Los últimos días de su vida los pasaba sola en su habitación: su familia se veía obligada a pasar el día en los refugios para protegerse de los continuos bombardeos. De vez en cuando subía alguien con algo de leche, que el cuerpo de la enferma rechazaba. Ella mismo les había instado a que salieran de casa y se fueran al refugio. Una testigo lo describe: "Un día, mientras estaba yo en el piso para darle el alimento, entró una bala que atravesó el pasillo y se estrelló contra uno de los tabiques. Yo me asusté mucho y ella me dijo: "Vete al refugio y déjame a mí que yo no tengo miedo”.

Desde el día cuatro de octubre, quizás por lo significativas que eran esas fechas dos años antes para los sitiadores se recrudecieron los bombardeos sobre la ciudad, La necesidad de acudir a los refugios se hizo más perentoria. Sin embargo en la tarde del día 6 se estableció una cierta calma. Como a las seis de ese día Práxedes fallecía, sin agonía, serenamente, con el rosario entre sus manos, lugar que venía ocupando los últimos días.

Así relata los últimos momentos su hermana Florentina “Entré para darle un poco de leche. Intentaba servírsela a cucharadas, pero ella no podía tragarla y la devolvía. Mientras le servía la leche ella dijo: "Tengo muchas cosas que deciros, pero ahora se me olvidan". Fueron sus últimas palabras. Antes la había oído decir: "¡Ay, mis hijos!". A Celestino, su hijo, le había dicho también pensando en todos sus hijos: "Tenéis que ser buenos”. Mientras yo insistía en hacérsela tomar hizo una ligera contracción con los labios y cerró los ojos. Luego los abrió mirando al cielo y cerrándolos de nuevo quedó como dormida. Yo comencé a llamarla y al ver que no respondía, salí corriendo para decirle Celestino, a quien los jefes le habían autorizado abandonar la trinchera para estar con su madre: "Ven, que no sé lo que le está pasando a tu madre". Nada más verla él salió corriendo para buscar algún sacerdote.

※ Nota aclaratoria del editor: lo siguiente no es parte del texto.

impl Invoice {
    pub fn id(&self) -> &str {
        &self.id
    }

    pub fn transaction_id(&self) -> TransactionId {
        self.transaction_id
    }

    pub fn created_at(&self) -> DateTime<Utc> {
        self.created_at
    }

    /// Calendar date of the sale (UTC).
    pub fn sale_date(&self) -> NaiveDate {
        self.created_at.date_naive()
    }

    pub fn due_date(&self) -> Option<NaiveDate> {
        self.due_date
    }

    /// Date promised by the latest installment, if the invoice is still open.
    pub fn next_due_date(&self) -> Option<NaiveDate> {
        self.next_due_date
    }

    pub fn customer(&self) -> &Customer {
        &self.customer
    }

    pub fn payment_method(&self) -> PaymentMethod {
        self.payment_method
    }

    pub fn sale_system(&self) -> SaleSystem {
        self.sale_system
    }

    pub fn items(&self) -> &[LineItem] {
        &self.items
    }

    pub fn totals(&self) -> &Totals {
        &self.totals
    }

    pub fn payment_details(&self) -> &[PaymentRecord] {
        &self.payment_details
    }

    pub fn initial_discount(&self) -> Money {
        self.initial_discount
    }

    pub fn initial_paid(&self) -> Money {
        self.initial_paid
    }

    /// Optimistic-concurrency counter maintained by the store.
    pub fn version(&self) -> i64 {
        self.version
    }

    pub fn is_paid(&self) -> bool {
        self.totals.is_paid()
    }

    /// Returns the invoice stamped with a new store version.
    pub fn with_version(mut self, version: i64) -> Self {
        self.version = version;
        self
    }

    /// Rebuilds an invoice from its stored parts.
    ///
    /// The invoice is rebuilt the way it was first built: line totals are
    /// recomputed, the counter figures are settled again and every stored
    /// installment is re-applied through [`Invoice::apply_payment`]. The
    /// stored totals, records and next due date must match the replay exactly
    /// or the load fails with [`ValidationError::Inconsistent`].
    pub fn restore(parts: InvoiceParts) -> ValidationResult<Self> {
        if parts.items.is_empty() {
            return Err(ValidationError::Empty {
                field: "items".to_string(),
            });
        }
        if parts.version < 0 {
            return Err(ValidationError::negative("version"));
        }
        let items = parts
            .items
            .into_iter()
            .map(LineItem::try_from)
            .collect::<ValidationResult<Vec<_>>>()?;

        let gross = gross_total(&items)?;
        if parts.totals.total != gross {
            return Err(ValidationError::inconsistent(
                "totals.total",
                format!("stored {} but line items sum to {}", parts.totals.total, gross),
            ));
        }

        validate_non_negative("initialDiscount", parts.initial_discount)?;
        validate_non_negative("initialPaid", parts.initial_paid)?;
        let opening = Totals::settle(gross, parts.initial_discount, parts.initial_paid);
        if opening.discount != parts.initial_discount {
            return Err(ValidationError::inconsistent(
                "initialDiscount",
                "exceeds the invoice total",
            ));
        }
        if opening.paid != parts.initial_paid {
            return Err(ValidationError::inconsistent(
                "initialPaid",
                "exceeds the amount payable at creation",
            ));
        }

        let mut invoice = Invoice {
            id: parts.id,
            transaction_id: parts.transaction_id,
            created_at: parts.created_at,
            due_date: parts.due_date,
            next_due_date: None,
            customer: parts.customer,
            payment_method: parts.payment_method,
            sale_system: parts.sale_system,
            items,
            totals: opening,
            payment_details: Vec::with_capacity(parts.payment_details.len()),
            initial_discount: parts.initial_discount,
            initial_paid: parts.initial_paid,
            version: parts.version,
        };
        for record in &parts.payment_details {
            invoice = invoice.replay(record)?;
        }

        let stored = parts.totals;
        let replayed = invoice.totals;
        for (field, kept, derived) in [
            ("totals.discount", stored.discount, replayed.discount),
            ("totals.payable", stored.payable, replayed.payable),
            ("totals.paid", stored.paid, replayed.paid),
            ("totals.due", stored.due, replayed.due),
        ] {
            if kept != derived {
                return Err(ValidationError::inconsistent(
                    field,
                    format!("stored {} but history adds up to {}", kept, derived),
                ));
            }
        }
        if parts.next_due_date != invoice.next_due_date {
            return Err(ValidationError::inconsistent(
                "nextDueDate",
                "does not match the latest installment",
            ));
        }

        Ok(invoice)
    }

    /// Splits the invoice into its storable parts.
    pub fn to_parts(&self) -> InvoiceParts {
        InvoiceParts {
            id: self.id.clone(),
            transaction_id: self.transaction_id,
            created_at: self.created_at,
            due_date: self.due_date,
            next_due_date: self.next_due_date,
            customer: self.customer.clone(),
            payment_method: self.payment_method,
            sale_system: self.sale_system,
            items: self.items.iter().map(LineItem::to_draft).collect(),
            totals: self.totals,
            payment_details: self.payment_details.clone(),
            initial_discount: self.initial_discount,
            initial_paid: self.initial_paid,
            version: self.version,
        }
    }
}

/// Storage representation of an [`Invoice`]. Nothing here is trusted until
/// it passes [`Invoice::restore`].
#[derive(Debug, Clone, PartialEq, Serialize, Deserialize)]
#[serde(rename_all = "camelCase")]
pub struct InvoiceParts {
    pub id: String,
    pub transaction_id: TransactionId,
    pub created_at: DateTime<Utc>,
    pub due_date: Option<NaiveDate>,
    pub next_due_date: Option<NaiveDate>,
    pub customer: Customer,
    pub payment_method: PaymentMethod,
    pub sale_system: SaleSystem,
    pub items: Vec<LineItemDraft>,
    pub totals: Totals,
    pub payment_details: Vec<PaymentRecord>,
    pub initial_discount: Money,
    pub initial_paid: Money,
    pub version: i64,
}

Enseguida llegaron dos sacerdotes, uno que vivía en la misma calle, enfrente de nuestra casa, llamado D. Joaquín de la Villa, antiguo capellán castrense, y otro que se hallaba en el refugio o sótano de la casa, llamado D. José [Cabal]”. Le administraron la Unción de los enfermos. Fue velada por los familiares y vecinos, rezando el Rosario, en el tiempo que se podía salir de los refugios, pues el día siete los bombardeos fueron más duros aún que en días anteriores.

La muerte trajo sus problemas: después de larga búsqueda se encontró el último ataúd que quedaba en una funeraria. Fue amortajada, no con el hábito del Carmen como ella había pedido, pues no pudo ser encontrado ninguno, sino con el de san Francisco que se encontró en la vecina iglesia de Santa María de la Corte, donde estaba instituida la Tercera Orden Franciscana. Sobre él se colocó el escapulario de la “Orden Tercera de los dominicos”.

El entierro se redujo a una simple conducción del cadáver en un camión, pues estaba prohibido por la autoridad los séquitos en los entierros, por el peligro de bombardeos. El lugar de la sepultura estuvo determinado por los enfrentamientos del día anterior: los sitiados habían perdido posiciones que permitieran acudir al cementerio; fue necesario enterrar en el cementerio viejo, en el Prado Picón. Y compartiendo sepultura con otros fallecidos.

Allí se iniciaría en el año 1946 la construcción del Seminario de la diócesis. Para ello fue necesario trasladar los restos humanos del antiguo cementerio a un osario común del cementerio actual. Fue imposible, a pesar de los esfuerzos realizados, identificar los restos de Práxedes Fernández.